4. An evil globalized corporation terrorizes the slum dwellers of a Third World metropolis, using a private security force to kill those who get in its way. The police are overwhelmed at first, but through determination and luck, they get the upper hand.

Number four in the above list was actually quite fresh, very 2009, and was the reason this movie was somewhat entertaining. I can forgive a lot of things about a movie when it has these kinds of themes.

Now for the cliche list. Besides the aforementioned martial arts-related stuff, the most obvious ones were:

1. A busty and leggy female cop hunts down the bad guys while wearing leather and riding a motorcycle.

2. All other things being equal, the protagonist is also an accomplished concert musician who solos on stage with a symphony orchestra.

Number one is plausible and almost necessary, given the story paradigms. But number two just made me groan when I saw it. There should be a ban on this one.

Like I said, the globalization thing won me over. The cinematography of Bangkok was surprisingly interesting for this kind of movie. Perhaps the most disappointing thing was the climax, when the heroine finally kills the bad guy. Following the recent trends, she executes him while he is helpless, preferring to pass judgment on him even though the cops are right around the corner.

As I've said, we no longer trust the State to provide justice to us. There is too much corruption, even when one of the big bad guys goes down.

Jonas Brothers: the 3-D Concert Experience

You would think I could catch a break on this.

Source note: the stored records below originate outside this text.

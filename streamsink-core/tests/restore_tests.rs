// restore_tests.rs
// Recovery of pending transactions after a restart
//
// A "crash" drops the sink without closing it. The store (shared MemoryStore
// state, or the log directory for LogStore) is all that survives, together
// with the snapshot payload the host kept.

use std::sync::Arc;

use streamsink_core::checkpoint::{
    CheckpointListener, CheckpointedState, PendingTransactions, StaticRuntimeContext,
};
use streamsink_core::schema::{BytesSchema, FixedRouter};
use streamsink_core::store::{EventStore, LogStore, MemoryStore, TransactionStatus};
use streamsink_core::{
    EventSink, RestoreStats, SinkError, StreamId, TxnConfig, TxnId, WriterConfig, WriterMode,
};
use tempfile::TempDir;

fn stream() -> StreamId {
    StreamId::new("test", "events")
}

fn sink(store: Arc<dyn EventStore>) -> EventSink<String> {
    EventSink::new(
        store,
        WriterConfig::new(stream()).with_mode(WriterMode::ExactlyOnce),
        Box::new(BytesSchema),
        Box::new(FixedRouter("k".to_string())),
        Arc::new(StaticRuntimeContext::new("sink (1/1)", true)),
    )
}

fn write_all(sink: &mut EventSink<String>, events: &[&str]) {
    for event in events {
        sink.invoke(&event.to_string()).unwrap();
    }
}

// =============================================================================
// MEMORY STORE
// =============================================================================

#[test]
fn test_restore_commits_open_transaction() {
    let store = MemoryStore::new();

    let state = {
        let mut first = sink(Arc::new(store.clone()));
        first.open().unwrap();
        write_all(&mut first, &["a", "b"]);
        first.snapshot_state(1, 0).unwrap()
        // crash: no notify, no close
    };
    let parked = state.ids()[0];
    assert_eq!(store.status_of(parked), Some(TransactionStatus::Open));

    let mut second = sink(Arc::new(store.clone()));
    second.restore_state(Some(state)).unwrap();
    assert_eq!(
        second.restore_stats(),
        Some(RestoreStats {
            committed: 1,
            ..RestoreStats::default()
        })
    );
    assert_eq!(store.status_of(parked), Some(TransactionStatus::Committed));
    assert_eq!(store.committed_events(&stream()).len(), 2);

    second.open().unwrap();
    write_all(&mut second, &["c"]);
    second.snapshot_state(2, 0).unwrap();
    second.notify_checkpoint_complete(2).unwrap();
    assert_eq!(store.committed_events(&stream()).len(), 3);
}

#[test]
fn test_restore_skips_committed_transaction() {
    let store = MemoryStore::new();

    let state = {
        let mut first = sink(Arc::new(store.clone()));
        first.open().unwrap();
        write_all(&mut first, &["a"]);
        let state = first.snapshot_state(1, 0).unwrap();
        first.notify_checkpoint_complete(1).unwrap();
        state
    };

    let mut second = sink(Arc::new(store.clone()));
    second.restore_state(Some(state)).unwrap();
    assert_eq!(second.restore_stats().unwrap().already_committed, 1);
    assert_eq!(store.commit_order().len(), 1);
    assert_eq!(store.committed_events(&stream()).len(), 1);
}

#[test]
fn test_restore_committing_counts_as_committed() {
    let store = MemoryStore::new();
    let mut writer = store.create_writer(&stream()).unwrap();
    let txn = writer.begin_txn(&TxnConfig::default()).unwrap();
    store.force_status(txn.id(), TransactionStatus::Committing);

    let mut restored = sink(Arc::new(store.clone()));
    restored
        .restore_state(Some(PendingTransactions::new(vec![txn.id()])))
        .unwrap();
    assert_eq!(restored.restore_stats().unwrap().already_committed, 1);
    assert_eq!(store.status_of(txn.id()), Some(TransactionStatus::Committing));
}

#[test]
fn test_restore_reports_expired_transaction_as_lost() {
    let store = MemoryStore::new();

    let state = {
        let mut first = sink(Arc::new(store.clone()));
        first.open().unwrap();
        write_all(&mut first, &["a"]);
        first.snapshot_state(1, 0).unwrap()
    };
    store.expire(state.ids()[0]);

    let mut second = sink(Arc::new(store.clone()));
    second.restore_state(Some(state)).unwrap();
    assert_eq!(second.restore_stats().unwrap().lost, 1);
    assert!(store.committed_events(&stream()).is_empty());
}

#[test]
fn test_restore_none_and_empty_are_noops() {
    let store = MemoryStore::new();

    let mut a = sink(Arc::new(store.clone()));
    a.restore_state(None).unwrap();
    assert_eq!(a.restore_stats(), Some(RestoreStats::default()));

    let mut b = sink(Arc::new(store.clone()));
    b.restore_state(Some(PendingTransactions::empty())).unwrap();
    assert_eq!(b.restore_stats(), Some(RestoreStats::default()));

    assert!(store.commit_order().is_empty());
    assert_eq!(store.open_writers(), 0);
}

#[test]
fn test_restore_unknown_transaction_fails() {
    let store = MemoryStore::new();
    let mut restored = sink(Arc::new(store.clone()));

    let err = restored
        .restore_state(Some(PendingTransactions::new(vec![TxnId::new()])))
        .unwrap_err();
    assert!(matches!(err, SinkError::TransactionNotFound(_)));
    // The temporary writer is closed on the error path too
    assert_eq!(store.open_writers(), 0);
}

#[test]
fn test_restore_after_first_write_rejected() {
    let store = MemoryStore::new();
    let mut s = sink(Arc::new(store));
    s.open().unwrap();
    write_all(&mut s, &["a"]);

    assert!(matches!(
        s.restore_state(None),
        Err(SinkError::InvalidState(_))
    ));
}

#[test]
fn test_restore_from_persisted_bytes() {
    let store = MemoryStore::new();

    let bytes = {
        let mut first = sink(Arc::new(store.clone()));
        first.open().unwrap();
        write_all(&mut first, &["a"]);
        first.snapshot_state(1, 0).unwrap();
        write_all(&mut first, &["b"]);
        first.snapshot_state(2, 0).unwrap().to_bytes().unwrap()
    };

    let state = PendingTransactions::from_bytes(&bytes).unwrap();
    assert_eq!(state.len(), 2);

    let mut second = sink(Arc::new(store.clone()));
    second.restore_state(Some(state.clone())).unwrap();
    assert_eq!(store.commit_order(), state.into_ids());

    let payloads: Vec<Vec<u8>> = store
        .committed_events(&stream())
        .into_iter()
        .map(|e| e.payload)
        .collect();
    assert_eq!(payloads, vec![b"a".to_vec(), b"b".to_vec()]);
}

// =============================================================================
// LOG STORE (real restart: only the directory survives)
// =============================================================================

#[test]
fn test_log_store_restart_commits_parked_transaction() {
    let dir = TempDir::new().unwrap();

    let state = {
        let store = LogStore::open(dir.path()).unwrap();
        let mut first = sink(Arc::new(store.clone()));
        first.open().unwrap();
        write_all(&mut first, &["one", "two"]);
        let state = first.snapshot_state(1, 0).unwrap();
        write_all(&mut first, &["after barrier"]);
        state
    };

    let store = LogStore::open(dir.path()).unwrap();
    assert!(store.read_committed(&stream()).unwrap().is_empty());

    let mut second = sink(Arc::new(store.clone()));
    second.restore_state(Some(state.clone())).unwrap();
    assert_eq!(second.restore_stats().unwrap().committed, 1);
    assert_eq!(
        store.status_of(&stream(), state.ids()[0]).unwrap(),
        Some(TransactionStatus::Committed)
    );

    let payloads: Vec<Vec<u8>> = store
        .read_committed(&stream())
        .unwrap()
        .into_iter()
        .map(|e| e.payload)
        .collect();
    assert_eq!(payloads, vec![b"one".to_vec(), b"two".to_vec()]);
}

#[test]
fn test_log_store_restart_after_commit_is_idempotent() {
    let dir = TempDir::new().unwrap();

    let state = {
        let store = LogStore::open(dir.path()).unwrap();
        let mut first = sink(Arc::new(store));
        first.open().unwrap();
        write_all(&mut first, &["x"]);
        let state = first.snapshot_state(1, 0).unwrap();
        first.notify_checkpoint_complete(1).unwrap();
        state
    };

    for _ in 0..2 {
        let store = LogStore::open(dir.path()).unwrap();
        let mut next = sink(Arc::new(store.clone()));
        next.restore_state(Some(state.clone())).unwrap();
        assert_eq!(next.restore_stats().unwrap().already_committed, 1);
        assert_eq!(store.read_committed(&stream()).unwrap().len(), 1);
    }
}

After driving all the way to Methuen to buy a ticket to the very first matinee show on the day of release, I walk into the auditorium five minutes before showtime and find that the place is packed. Judging by what I saw, there were a lot of absences of pre-teen and early teenage girls in schools on Friday.

Is there a narrative to a concert show? I suppose so. In the intro, which starts at the Trump International Hotel in New York City, we follow the three brothers as they make their way through Manhattan to their show. Along the way they get mobbed by screaming girl fans and have to escape by helicopter---very Hard Day's Night.

But the real narrative to Jonas Brothers: the 3-D Concert Experience is the show itself, at Madison Square Garden. You don't need 3-D glasses to imagine the sound of twenty-five thousand girls screaming in glee at once. The story is the arrangement of the numbers, and the choreography A couple fast ones, then a slow ballad, then back to fast. Slip in a couple guest appearances, including one by Taylor Swift, who is skinnier than I would have imagined.

It flew by fast, the whole thing. I never got bored. Disney knows how to produce and package these shows. Was it just me, or was hosing down the entire audience with confetti a little, uh, suggestive? I guess I have a dirty mind.

A year ago these guys were nobodies, but they got a guest shot in Hannah Montana/Miley Cyrus: the Best of Both Worlds Concert Tour. A year can make a big difference is the life of teenagers. I suppose next year it will be Demi Lovato's turn.

My toe was tapping a couple times. The numbers weren't bad. It was well-staged, but very very sanitized. Afterward I got home and couldn't remember any of the lyrics to any of the songs. But along the way, they had gotten my fifteen bucks in Methuen.